+++ Recorded data +++
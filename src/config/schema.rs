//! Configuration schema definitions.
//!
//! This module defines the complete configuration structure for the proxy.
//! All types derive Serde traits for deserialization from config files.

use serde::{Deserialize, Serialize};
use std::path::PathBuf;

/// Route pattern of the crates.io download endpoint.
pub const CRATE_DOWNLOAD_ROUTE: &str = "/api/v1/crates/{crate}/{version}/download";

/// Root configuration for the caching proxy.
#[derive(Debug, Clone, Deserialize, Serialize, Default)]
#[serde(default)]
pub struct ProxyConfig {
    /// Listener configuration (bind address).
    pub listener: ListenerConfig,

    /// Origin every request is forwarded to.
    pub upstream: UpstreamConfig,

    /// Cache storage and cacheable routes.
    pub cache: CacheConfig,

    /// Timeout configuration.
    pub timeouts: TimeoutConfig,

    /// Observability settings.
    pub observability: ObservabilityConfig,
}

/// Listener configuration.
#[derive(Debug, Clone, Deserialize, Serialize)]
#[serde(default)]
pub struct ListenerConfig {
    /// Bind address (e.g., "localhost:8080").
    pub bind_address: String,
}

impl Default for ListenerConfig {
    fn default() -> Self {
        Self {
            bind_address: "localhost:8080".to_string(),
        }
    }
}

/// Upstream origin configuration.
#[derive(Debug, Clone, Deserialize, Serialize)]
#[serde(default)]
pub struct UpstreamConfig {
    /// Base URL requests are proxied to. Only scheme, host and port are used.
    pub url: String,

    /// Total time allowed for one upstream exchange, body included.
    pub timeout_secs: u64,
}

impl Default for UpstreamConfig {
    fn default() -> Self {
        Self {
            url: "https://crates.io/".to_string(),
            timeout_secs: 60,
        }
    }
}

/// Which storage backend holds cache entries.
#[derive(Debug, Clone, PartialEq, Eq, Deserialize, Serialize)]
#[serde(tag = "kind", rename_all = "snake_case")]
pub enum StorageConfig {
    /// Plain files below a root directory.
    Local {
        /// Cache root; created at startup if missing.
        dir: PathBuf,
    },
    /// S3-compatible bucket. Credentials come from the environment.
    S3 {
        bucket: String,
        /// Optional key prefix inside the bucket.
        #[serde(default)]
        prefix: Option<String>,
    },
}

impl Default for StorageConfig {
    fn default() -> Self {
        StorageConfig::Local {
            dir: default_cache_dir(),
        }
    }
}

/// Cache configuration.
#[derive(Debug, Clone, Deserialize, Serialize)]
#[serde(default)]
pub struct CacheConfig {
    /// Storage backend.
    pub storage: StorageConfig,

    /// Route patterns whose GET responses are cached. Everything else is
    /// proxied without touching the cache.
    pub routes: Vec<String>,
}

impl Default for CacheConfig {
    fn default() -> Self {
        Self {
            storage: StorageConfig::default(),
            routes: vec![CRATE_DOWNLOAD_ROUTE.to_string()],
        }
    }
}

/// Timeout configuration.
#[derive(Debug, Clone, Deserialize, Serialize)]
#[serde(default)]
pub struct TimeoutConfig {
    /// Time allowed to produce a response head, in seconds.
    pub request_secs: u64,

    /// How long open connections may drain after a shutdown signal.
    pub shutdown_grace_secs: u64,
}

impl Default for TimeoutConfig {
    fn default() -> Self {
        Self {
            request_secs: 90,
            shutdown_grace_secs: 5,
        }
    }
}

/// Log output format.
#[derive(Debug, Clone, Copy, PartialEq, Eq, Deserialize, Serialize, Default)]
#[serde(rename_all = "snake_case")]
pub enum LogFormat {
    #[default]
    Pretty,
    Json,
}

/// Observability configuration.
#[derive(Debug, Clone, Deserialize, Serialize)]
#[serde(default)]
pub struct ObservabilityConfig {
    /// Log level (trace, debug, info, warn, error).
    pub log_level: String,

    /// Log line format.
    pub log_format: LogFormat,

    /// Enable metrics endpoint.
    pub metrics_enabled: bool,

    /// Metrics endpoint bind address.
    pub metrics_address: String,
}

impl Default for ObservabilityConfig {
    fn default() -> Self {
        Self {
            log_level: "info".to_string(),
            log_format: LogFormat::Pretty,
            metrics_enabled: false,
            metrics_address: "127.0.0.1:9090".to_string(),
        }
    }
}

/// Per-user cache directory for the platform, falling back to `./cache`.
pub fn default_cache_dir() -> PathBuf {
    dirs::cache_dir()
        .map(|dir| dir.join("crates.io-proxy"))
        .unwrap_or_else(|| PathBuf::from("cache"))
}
+++
Task item |
From the records above, please extract every line and repeat it exactly.

Written solution |
filename src/config/schema.rs
//! Configuration schema definitions.
//!
//! This module defines the complete configuration structure for the proxy.
//! All types derive Serde traits for deserialization from config files.

use serde::{Deserialize, Serialize};
use std::path::PathBuf;

/// Route pattern of the crates.io download endpoint.
pub const CRATE_DOWNLOAD_ROUTE: &str = "/api/v1/crates/{crate}/{version}/download";

/// Root configuration for the caching proxy.
#[derive(Debug, Clone, Deserialize, Serialize, Default)]
#[serde(default)]
pub struct ProxyConfig {
    /// Listener configuration (bind address).
    pub listener: ListenerConfig,

    /// Origin every request is forwarded to.
    pub upstream: UpstreamConfig,

    /// Cache storage and cacheable routes.
    pub cache: CacheConfig,

    /// Timeout configuration.
    pub timeouts: TimeoutConfig,

    /// Observability settings.
    pub observability: ObservabilityConfig,
}

/// Listener configuration.
#[derive(Debug, Clone, Deserialize, Serialize)]
#[serde(default)]
pub struct ListenerConfig {
    /// Bind address (e.g., "localhost:8080").
    pub bind_address: String,
}

impl Default for ListenerConfig {
    fn default() -> Self {
        Self {
            bind_address: "localhost:8080".to_string(),
        }
    }
}

/// Upstream origin configuration.
#[derive(Debug, Clone, Deserialize, Serialize)]
#[serde(default)]
pub struct UpstreamConfig {
    /// Base URL requests are proxied to. Only scheme, host and port are used.
    pub url: String,

    /// Total time allowed for one upstream exchange, body included.
    pub timeout_secs: u64,
}

impl Default for UpstreamConfig {
    fn default() -> Self {
        Self {
            url: "https://crates.io/".to_string(),
            timeout_secs: 60,
        }
    }
}

/// Which storage backend holds cache entries.
#[derive(Debug, Clone, PartialEq, Eq, Deserialize, Serialize)]
#[serde(tag = "kind", rename_all = "snake_case")]
pub enum StorageConfig {
    /// Plain files below a root directory.
    Local {
        /// Cache root; created at startup if missing.
        dir: PathBuf,
    },
    /// S3-compatible bucket. Credentials come from the environment.
    S3 {
        bucket: String,
        /// Optional key prefix inside the bucket.
        #[serde(default)]
        prefix: Option<String>,
    },
}

impl Default for StorageConfig {
    fn default() -> Self {
        StorageConfig::Local {
            dir: default_cache_dir(),
        }
    }
}

/// Cache configuration.
#[derive(Debug, Clone, Deserialize, Serialize)]
#[serde(default)]
pub struct CacheConfig {
    /// Storage backend.
    pub storage: StorageConfig,

    /// Route patterns whose GET responses are cached. Everything else is
    /// proxied without touching the cache.
    pub routes: Vec<String>,
}

impl Default for CacheConfig {
    fn default() -> Self {
        Self {
            storage: StorageConfig::default(),
            routes: vec![CRATE_DOWNLOAD_ROUTE.to_string()],
        }
    }
}

/// Timeout configuration.
#[derive(Debug, Clone, Deserialize, Serialize)]
#[serde(default)]
pub struct TimeoutConfig {
    /// Time allowed to produce a response head, in seconds.
    pub request_secs: u64,

    /// How long open connections may drain after a shutdown signal.
    pub shutdown_grace_secs: u64,
}

impl Default for TimeoutConfig {
    fn default() -> Self {
        Self {
            request_secs: 90,
            shutdown_grace_secs: 5,
        }
    }
}

/// Log output format.
#[derive(Debug, Clone, Copy, PartialEq, Eq, Deserialize, Serialize, Default)]
#[serde(rename_all = "snake_case")]
pub enum LogFormat {
    #[default]
    Pretty,
    Json,
}

/// Observability configuration.
#[derive(Debug, Clone, Deserialize, Serialize)]
#[serde(default)]
pub struct ObservabilityConfig {
    /// Log level (trace, debug, info, warn, error).
    pub log_level: String,

    /// Log line format.
    pub log_format: LogFormat,

    /// Enable metrics endpoint.
    pub metrics_enabled: bool,

    /// Metrics endpoint bind address.
    pub metrics_address: String,
}

impl Default for ObservabilityConfig {
    fn default() -> Self {
        Self {
            log_level: "info".to_string(),
            log_format: LogFormat::Pretty,
            metrics_enabled: false,
            metrics_address: "127.0.0.1:9090".to_string(),
        }
    }
}

/// Per-user cache directory for the platform, falling back to `./cache`.
pub fn default_cache_dir() -> PathBuf {
    dirs::cache_dir()
        .map(|dir| dir.join("crates.io-proxy"))
        .unwrap_or_else(|| PathBuf::from("cache"))
}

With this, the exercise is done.